*Exercise description*
Print the data exactly, leaving nothing out.

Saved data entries
* * *
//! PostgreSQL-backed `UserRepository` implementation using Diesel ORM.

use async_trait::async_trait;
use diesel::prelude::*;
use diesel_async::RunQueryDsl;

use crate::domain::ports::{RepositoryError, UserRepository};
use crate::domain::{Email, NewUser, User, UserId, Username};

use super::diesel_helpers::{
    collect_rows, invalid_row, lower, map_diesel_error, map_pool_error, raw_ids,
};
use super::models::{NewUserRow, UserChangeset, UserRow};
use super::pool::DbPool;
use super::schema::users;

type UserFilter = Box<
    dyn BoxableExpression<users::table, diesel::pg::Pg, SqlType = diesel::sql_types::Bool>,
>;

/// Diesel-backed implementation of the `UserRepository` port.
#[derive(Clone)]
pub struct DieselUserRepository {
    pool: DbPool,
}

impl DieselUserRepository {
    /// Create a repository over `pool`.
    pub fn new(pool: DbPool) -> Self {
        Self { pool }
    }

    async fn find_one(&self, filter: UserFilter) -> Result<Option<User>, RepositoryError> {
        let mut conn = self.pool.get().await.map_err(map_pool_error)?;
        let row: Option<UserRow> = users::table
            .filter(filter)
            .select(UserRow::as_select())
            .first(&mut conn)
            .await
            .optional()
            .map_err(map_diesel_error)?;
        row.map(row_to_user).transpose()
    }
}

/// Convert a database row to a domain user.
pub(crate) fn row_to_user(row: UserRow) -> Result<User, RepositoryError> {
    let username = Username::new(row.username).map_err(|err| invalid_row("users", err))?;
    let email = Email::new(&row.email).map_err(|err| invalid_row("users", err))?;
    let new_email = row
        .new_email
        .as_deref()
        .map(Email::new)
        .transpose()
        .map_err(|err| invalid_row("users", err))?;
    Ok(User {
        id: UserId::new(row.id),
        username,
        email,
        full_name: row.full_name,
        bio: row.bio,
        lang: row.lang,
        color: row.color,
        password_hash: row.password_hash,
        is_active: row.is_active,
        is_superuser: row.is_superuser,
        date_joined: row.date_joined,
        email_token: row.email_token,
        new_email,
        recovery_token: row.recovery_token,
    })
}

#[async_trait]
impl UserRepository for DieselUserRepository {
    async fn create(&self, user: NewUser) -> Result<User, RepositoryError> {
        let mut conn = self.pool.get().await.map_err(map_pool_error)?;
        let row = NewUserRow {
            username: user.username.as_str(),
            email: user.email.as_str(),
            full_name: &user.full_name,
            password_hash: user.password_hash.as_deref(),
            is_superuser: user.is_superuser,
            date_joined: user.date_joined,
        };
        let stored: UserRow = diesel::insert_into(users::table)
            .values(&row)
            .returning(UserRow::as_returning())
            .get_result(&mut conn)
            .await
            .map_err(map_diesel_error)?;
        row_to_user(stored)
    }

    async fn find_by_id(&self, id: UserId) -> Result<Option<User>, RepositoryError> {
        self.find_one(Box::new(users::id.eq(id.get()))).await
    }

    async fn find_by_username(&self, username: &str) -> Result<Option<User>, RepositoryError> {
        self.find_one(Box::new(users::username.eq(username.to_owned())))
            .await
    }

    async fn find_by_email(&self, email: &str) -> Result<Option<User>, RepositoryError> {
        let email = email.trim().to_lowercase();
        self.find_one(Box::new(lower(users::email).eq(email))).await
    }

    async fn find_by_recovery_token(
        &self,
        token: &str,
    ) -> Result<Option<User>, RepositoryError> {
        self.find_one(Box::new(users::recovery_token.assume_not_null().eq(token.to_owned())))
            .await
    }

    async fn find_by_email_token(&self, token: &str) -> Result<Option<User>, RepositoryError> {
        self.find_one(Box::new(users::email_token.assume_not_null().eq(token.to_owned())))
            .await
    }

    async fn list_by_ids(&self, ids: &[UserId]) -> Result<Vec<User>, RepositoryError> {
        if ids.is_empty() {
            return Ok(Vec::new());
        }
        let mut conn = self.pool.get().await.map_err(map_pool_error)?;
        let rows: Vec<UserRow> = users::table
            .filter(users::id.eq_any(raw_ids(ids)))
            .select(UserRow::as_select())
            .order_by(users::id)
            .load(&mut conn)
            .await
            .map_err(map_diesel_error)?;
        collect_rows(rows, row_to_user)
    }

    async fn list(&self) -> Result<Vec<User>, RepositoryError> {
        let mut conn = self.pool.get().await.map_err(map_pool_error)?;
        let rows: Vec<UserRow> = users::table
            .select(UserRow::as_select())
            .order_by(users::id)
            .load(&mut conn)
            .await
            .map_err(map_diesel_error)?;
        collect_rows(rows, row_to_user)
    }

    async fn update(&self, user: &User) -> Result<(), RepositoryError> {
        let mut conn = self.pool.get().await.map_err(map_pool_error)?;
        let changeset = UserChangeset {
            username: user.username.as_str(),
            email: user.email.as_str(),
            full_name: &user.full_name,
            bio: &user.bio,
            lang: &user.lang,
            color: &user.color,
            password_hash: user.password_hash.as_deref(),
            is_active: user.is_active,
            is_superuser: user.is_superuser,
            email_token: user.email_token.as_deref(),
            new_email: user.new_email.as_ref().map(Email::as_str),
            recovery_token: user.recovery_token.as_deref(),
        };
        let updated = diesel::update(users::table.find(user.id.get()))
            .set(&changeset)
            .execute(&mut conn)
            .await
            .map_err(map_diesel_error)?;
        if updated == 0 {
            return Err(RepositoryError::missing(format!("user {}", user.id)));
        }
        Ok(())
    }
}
* * *
*Task solution*
//! PostgreSQL-backed `UserRepository` implementation using Diesel ORM.

use async_trait::async_trait;
use diesel::prelude::*;
use diesel_async::RunQueryDsl;

use crate::domain::ports::{RepositoryError, UserRepository};
use crate::domain::{Email, NewUser, User, UserId, Username};

use super::diesel_helpers::{
    collect_rows, invalid_row, lower, map_diesel_error, map_pool_error, raw_ids,
};
use super::models::{NewUserRow, UserChangeset, UserRow};
use super::pool::DbPool;
use super::schema::users;

type UserFilter = Box<
    dyn BoxableExpression<users::table, diesel::pg::Pg, SqlType = diesel::sql_types::Bool>,
>;

/// Diesel-backed implementation of the `UserRepository` port.
#[derive(Clone)]
pub struct DieselUserRepository {
    pool: DbPool,
}

impl DieselUserRepository {
    /// Create a repository over `pool`.
    pub fn new(pool: DbPool) -> Self {
        Self { pool }
    }

    async fn find_one(&self, filter: UserFilter) -> Result<Option<User>, RepositoryError> {
        let mut conn = self.pool.get().await.map_err(map_pool_error)?;
        let row: Option<UserRow> = users::table
            .filter(filter)
            .select(UserRow::as_select())
            .first(&mut conn)
            .await
            .optional()
            .map_err(map_diesel_error)?;
        row.map(row_to_user).transpose()
    }
}

/// Convert a database row to a domain user.
pub(crate) fn row_to_user(row: UserRow) -> Result<User, RepositoryError> {
    let username = Username::new(row.username).map_err(|err| invalid_row("users", err))?;
    let email = Email::new(&row.email).map_err(|err| invalid_row("users", err))?;
    let new_email = row
        .new_email
        .as_deref()
        .map(Email::new)
        .transpose()
        .map_err(|err| invalid_row("users", err))?;
    Ok(User {
        id: UserId::new(row.id),
        username,
        email,
        full_name: row.full_name,
        bio: row.bio,
        lang: row.lang,
        color: row.color,
        password_hash: row.password_hash,
        is_active: row.is_active,
        is_superuser: row.is_superuser,
        date_joined: row.date_joined,
        email_token: row.email_token,
        new_email,
        recovery_token: row.recovery_token,
    })
}

#[async_trait]
impl UserRepository for DieselUserRepository {
    async fn create(&self, user: NewUser) -> Result<User, RepositoryError> {
        let mut conn = self.pool.get().await.map_err(map_pool_error)?;
        let row = NewUserRow {
            username: user.username.as_str(),
            email: user.email.as_str(),
            full_name: &user.full_name,
            password_hash: user.password_hash.as_deref(),
            is_superuser: user.is_superuser,
            date_joined: user.date_joined,
        };
        let stored: UserRow = diesel::insert_into(users::table)
            .values(&row)
            .returning(UserRow::as_returning())
            .get_result(&mut conn)
            .await
            .map_err(map_diesel_error)?;
        row_to_user(stored)
    }

    async fn find_by_id(&self, id: UserId) -> Result<Option<User>, RepositoryError> {
        self.find_one(Box::new(users::id.eq(id.get()))).await
    }

    async fn find_by_username(&self, username: &str) -> Result<Option<User>, RepositoryError> {
        self.find_one(Box::new(users::username.eq(username.to_owned())))
            .await
    }

    async fn find_by_email(&self, email: &str) -> Result<Option<User>, RepositoryError> {
        let email = email.trim().to_lowercase();
        self.find_one(Box::new(lower(users::email).eq(email))).await
    }

    async fn find_by_recovery_token(
        &self,
        token: &str,
    ) -> Result<Option<User>, RepositoryError> {
        self.find_one(Box::new(users::recovery_token.assume_not_null().eq(token.to_owned())))
            .await
    }

    async fn find_by_email_token(&self, token: &str) -> Result<Option<User>, RepositoryError> {
        self.find_one(Box::new(users::email_token.assume_not_null().eq(token.to_owned())))
            .await
    }

    async fn list_by_ids(&self, ids: &[UserId]) -> Result<Vec<User>, RepositoryError> {
        if ids.is_empty() {
            return Ok(Vec::new());
        }
        let mut conn = self.pool.get().await.map_err(map_pool_error)?;
        let rows: Vec<UserRow> = users::table
            .filter(users::id.eq_any(raw_ids(ids)))
            .select(UserRow::as_select())
            .order_by(users::id)
            .load(&mut conn)
            .await
            .map_err(map_diesel_error)?;
        collect_rows(rows, row_to_user)
    }

    async fn list(&self) -> Result<Vec<User>, RepositoryError> {
        let mut conn = self.pool.get().await.map_err(map_pool_error)?;
        let rows: Vec<UserRow> = users::table
            .select(UserRow::as_select())
            .order_by(users::id)
            .load(&mut conn)
            .await
            .map_err(map_diesel_error)?;
        collect_rows(rows, row_to_user)
    }

    async fn update(&self, user: &User) -> Result<(), RepositoryError> {
        let mut conn = self.pool.get().await.map_err(map_pool_error)?;
        let changeset = UserChangeset {
            username: user.username.as_str(),
            email: user.email.as_str(),
            full_name: &user.full_name,
            bio: &user.bio,
            lang: &user.lang,
            color: &user.color,
            password_hash: user.password_hash.as_deref(),
            is_active: user.is_active,
            is_superuser: user.is_superuser,
            email_token: user.email_token.as_deref(),
            new_email: user.new_email.as_ref().map(Email::as_str),
            recovery_token: user.recovery_token.as_deref(),
        };
        let updated = diesel::update(users::table.find(user.id.get()))
            .set(&changeset)
            .execute(&mut conn)
            .await
            .map_err(map_diesel_error)?;
        if updated == 0 {
            return Err(RepositoryError::missing(format!("user {}", user.id)));
        }
        Ok(())
    }
}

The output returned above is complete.